ソロモン諸島でのロケット開発打ち上げを日本企業が受け持っていたが試験は失敗続きだった。16年前に失踪した父親を探しにソロモン諸島を訪れた女子高生・ゆかりはアルバイトで宇宙飛行士をやる事になる。待っていたのは地獄の訓練とボディラインくっきりの肌に密着した宇宙服だった。

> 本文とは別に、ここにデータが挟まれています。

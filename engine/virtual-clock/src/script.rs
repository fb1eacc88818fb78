//! Bounded evaluation scope for source-text callbacks
//!
//! A job may carry a snippet of text instead of a function. Snippets never
//! run arbitrary code: they are sequences of `name = <json>` assignments,
//! separated by `;`, applied to a variable map owned by the clock. Names are
//! identifiers with optional dotted segments (`harness.evalCalled`), stored
//! verbatim. The whole snippet is parsed before any assignment is applied.

use std::collections::BTreeMap;

use serde_json::Value;
use thiserror::Error;

#[derive(Error, Debug, Clone, PartialEq, Eq)]
pub enum ScriptError {
    #[error("statement {statement:?} is not an assignment")]
    NotAnAssignment { statement: String },

    #[error("invalid variable name {name:?}")]
    InvalidName { name: String },

    #[error("invalid value for {name}: {reason}")]
    InvalidValue { name: String, reason: String },

    #[error("unterminated string literal")]
    UnterminatedString,
}

/// Variables visible to source-text callbacks
#[derive(Debug, Default, Clone)]
pub struct ScriptScope {
    vars: BTreeMap<String, Value>,
}

impl ScriptScope {
    pub fn new() -> Self {
        Self::default()
    }

    pub fn get(&self, name: &str) -> Option<&Value> {
        self.vars.get(name)
    }

    pub fn set(&mut self, name: impl Into<String>, value: Value) -> Option<Value> {
        self.vars.insert(name.into(), value)
    }

    pub fn remove(&mut self, name: &str) -> Option<Value> {
        self.vars.remove(name)
    }

    pub fn len(&self) -> usize {
        self.vars.len()
    }

    pub fn is_empty(&self) -> bool {
        self.vars.is_empty()
    }

    /// Parse `source` and apply its assignments in order
    pub fn eval(&mut self, source: &str) -> Result<(), ScriptError> {
        let assignments = parse(source)?;
        for (name, value) in assignments {
            tracing::trace!(name = %name, "script assignment");
            self.vars.insert(name, value);
        }
        Ok(())
    }
}

fn parse(source: &str) -> Result<Vec<(String, Value)>, ScriptError> {
    split_statements(source)?
        .into_iter()
        .map(str::trim)
        .filter(|stmt| !stmt.is_empty())
        .map(parse_assignment)
        .collect()
}

fn parse_assignment(statement: &str) -> Result<(String, Value), ScriptError> {
    let (name, value) = statement
        .split_once('=')
        .ok_or_else(|| ScriptError::NotAnAssignment { statement: statement.to_string() })?;
    let name = name.trim();
    if !is_valid_name(name) {
        return Err(ScriptError::InvalidName { name: name.to_string() });
    }
    let value = serde_json::from_str(value.trim()).map_err(|e| ScriptError::InvalidValue {
        name: name.to_string(),
        reason: e.to_string(),
    })?;
    Ok((name.to_string(), value))
}

fn is_valid_name(name: &str) -> bool {
    !name.is_empty()
        && name.split('.').all(|segment| {
            let mut chars = segment.chars();
            matches!(chars.next(), Some(c) if c.is_alphabetic() || c == '_' || c == '$')
                && chars.all(|c| c.is_alphanumeric() || c == '_' || c == '$')
        })
}

/// Split on `;` outside of JSON string literals
fn split_statements(source: &str) -> Result<Vec<&str>, ScriptError> {
    let mut statements = Vec::new();
    let mut start = 0;
    let mut in_string = false;
    let mut escaped = false;

    for (i, c) in source.char_indices() {
        if in_string {
            match c {
                _ if escaped => escaped = false,
                '\\' => escaped = true,
                '"' => in_string = false,
                _ => {}
            }
            continue;
        }
        match c {
            '"' => in_string = true,
            ';' => {
                statements.push(&source[start..i]);
                start = i + 1;
            }
            _ => {}
        }
    }

    if in_string {
        return Err(ScriptError::UnterminatedString);
    }
    statements.push(&source[start..]);
    Ok(statements)
}

#[cfg(test)]
mod tests {
    use super::*;
    use serde_json::json;

    #[test]
    fn empty_snippet_is_a_no_op() {
        let mut scope = ScriptScope::new();
        scope.eval("").unwrap();
        scope.eval("  ;  ; ").unwrap();
        assert!(scope.is_empty());
    }

    #[test]
    fn applies_assignments_in_order() {
        let mut scope = ScriptScope::new();
        scope.eval("harness.evalCalled = true; count = 1; count = 2; msg = \"a;b\"").unwrap();
        assert_eq!(scope.get("harness.evalCalled"), Some(&json!(true)));
        assert_eq!(scope.get("count"), Some(&json!(2)));
        assert_eq!(scope.get("msg"), Some(&json!("a;b")));
    }

    #[test]
    fn parse_errors_leave_scope_untouched() {
        let mut scope = ScriptScope::new();
        let err = scope.eval("ok = 1; launch()").unwrap_err();
        assert!(matches!(err, ScriptError::NotAnAssignment { .. }));
        assert!(scope.get("ok").is_none());

        assert!(matches!(scope.eval("1x = 3"), Err(ScriptError::InvalidName { .. })));
        assert!(matches!(scope.eval("x = nope"), Err(ScriptError::InvalidValue { .. })));
        assert!(matches!(scope.eval("x = \"open"), Err(ScriptError::UnterminatedString)));
    }
}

美少女アニメ風のイラストが付いている。アニメ風美少女の出てくる小説に何故か嫌悪感がある。なら読まなければ良いのだが、SFとしての評価が高く、著者のホームページの技術的なこだわりを見て期待してしまったのだ。打ち上げまでの三分の二は、重量軽減のため女子高生を宇宙飛行士にしてしうというドタバタ・コメディ。女子高生が全裸の検査やサディスティックな訓練を受けるのだから、それなりに楽しめるのだが、SFじゃない。後半のロケット打ち上げもリアルすぎてSFじゃない、SFなら実際のロケット打ち上げと違っているぐらいの方が面白かった。発射の加速とか、振動とか、不安とか、緊張とその解放の瞬間とか、無重量感とかをリアルに感じたかったのに、あっさりしている。私が期待した物は、この文庫では無理なのかも知れない。悪いとこばかり書いてしまったけど、キャラクターも魅力的で良く出来ていた。実力のある人なので制約の無いSFを読みたいと思った。今度「SFオンライン」の短編を読んでみるか。
ゆかりの性格と巻き込まれて宇宙飛行士になってしまうのが合っていないのは、性格を変更させられたから。ホームページに書いてある。